Carlee Russell admits she was not abducted and did not see child on road
This article is more than 5 months oldAlabama woman could face charges for fabricating story, police say, as they try to determine whereabouts for two days
A woman in Alabama has confessed to fabricating a story that she was kidnapped after stopping to check on a toddler she saw walking on the side of the interstate.
Carlee Russell’s attorney, Emory Anthony, provided a statement to police on Monday saying there was no kidnapping.
“There was no kidnapping on Thursday July 13. My client did not see a baby on the side on the road,” the statement read, according to Hoover police department chief Nicholas Derzis, who read it at a news conference.
She did not leave the city, and acted alone, the statement added.
“My client apologizes for her actions to this community, the volunteers who were searching for her, to the Hoover police department and other agencies, as well as to her friends and family,” Anthony said in the statement.
Derzis said it is possible that Russell could face charges. He said they are trying to determine where she was in the two days she was gone.
Russell, 25, disappeared after calling 911 on 13 July to report a toddler wandering beside a stretch of interstate. She returned home two days later and told police she had been abducted and forced into a vehicle.

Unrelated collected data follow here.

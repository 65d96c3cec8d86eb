//! Locates a lexeme name definition file by probing a fixed search order.
//!
//! Priority, highest first:
//!   1. the directory of the input file being extracted
//!   2. the process current directory
//!   3. `LEXEME_DEFINITIONS_DIR`, when it names an existing directory
//!   4. the directory holding the running executable

use std::env;
use std::path::{Path, PathBuf};

/// Environment variable naming an extra directory of definition files.
pub const DEFINITIONS_DIR_VAR: &str = "LEXEME_DEFINITIONS_DIR";

/// Which entry of the search order produced the hit.
#[derive(Debug, Clone, Copy, PartialEq, Eq)]
pub enum SearchSource {
    InputDir,
    CurrentDir,
    EnvDir,
    ExeDir,
}

/// A successful lookup: the full file path plus the directory that matched.
#[derive(Debug, Clone, PartialEq, Eq)]
pub struct ResolvedPath {
    pub path: PathBuf,
    pub directory: PathBuf,
    pub source: SearchSource,
}

/// Probe the search order for `file_name` and return the first hit.
///
/// Every location is injected so the search itself stays deterministic and
/// testable; `resolve_in_env` supplies the ambient process state. A miss is
/// `None`, never an error — whether a missing definition file matters is the
/// caller's decision.
pub fn resolve(
    file_name: &str,
    input_file_path: &Path,
    cwd: &Path,
    env_dir: Option<&Path>,
    exe_dir: Option<&Path>,
) -> Option<ResolvedPath> {
    // Built fresh per call; skipping an inapplicable source must not
    // disturb the relative order of the ones that remain.
    let mut candidates: Vec<(SearchSource, PathBuf)> = Vec::with_capacity(4);

    if let Some(dir) = input_file_path.parent() {
        if !dir.as_os_str().is_empty() {
            candidates.push((SearchSource::InputDir, dir.to_path_buf()));
        }
    }

    candidates.push((SearchSource::CurrentDir, cwd.to_path_buf()));

    if let Some(dir) = env_dir {
        if dir.is_dir() {
            candidates.push((SearchSource::EnvDir, dir.to_path_buf()));
        }
    }

    if let Some(dir) = exe_dir {
        candidates.push((SearchSource::ExeDir, dir.to_path_buf()));
    }

    for (source, directory) in candidates {
        let path = directory.join(file_name);
        // An unreadable directory fails the probe and is skipped like a miss.
        if path.is_file() {
            return Some(ResolvedPath {
                path,
                directory,
                source,
            });
        }
    }

    None
}

/// `resolve` with the ambient process state filled in: the current
/// directory, `LEXEME_DEFINITIONS_DIR` and the executable's location.
pub fn resolve_in_env(file_name: &str, input_file_path: &Path) -> Option<ResolvedPath> {
    let cwd = env::current_dir().ok()?;
    let env_dir = env::var_os(DEFINITIONS_DIR_VAR).map(PathBuf::from);
    let exe_dir = env::current_exe()
        .ok()
        .and_then(|exe| exe.parent().map(Path::to_path_buf));

    resolve(
        file_name,
        input_file_path,
        &cwd,
        env_dir.as_deref(),
        exe_dir.as_deref(),
    )
}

Her disappearance became a national news story. Images of the missing 25-year-old were shared broadly on social media.
Russell told detectives she was taken by a man who came out of the trees when she stopped to check on the child, put her in a car and an 18-wheel truck, blindfolded her and held her at a home where a woman fed her cheese crackers, authorities said at a news conference last week.
At some point, Russell said she was put in a vehicle again but managed to escape and run through the woods to her neighborhood.
Investigators in Hoover, about 10 miles south of Birmingham, cast doubt on her story in a news conference last week.
They said in the days before her disappearance, she searched for information on her cellphone about Amber alerts, a movie about a woman’s abduction and a one-way bus ticket from Birmingham, Alabama, to Nashville, Tennessee, departing the day she disappeared. Her phone also showed she traveled about 600 yards while telling a 911 operator she was following a three- or four-year-old child in a diaper on the side of the highway.
Russell’s attorney said she had asked for forgiveness for fabricating the story.
“We ask for your prayers for Carlee, as she addresses her issues and attempts to move forward, understanding that she made a mistake in this matter. Carlee again asks for your forgiveness and prayers,” Anthony said.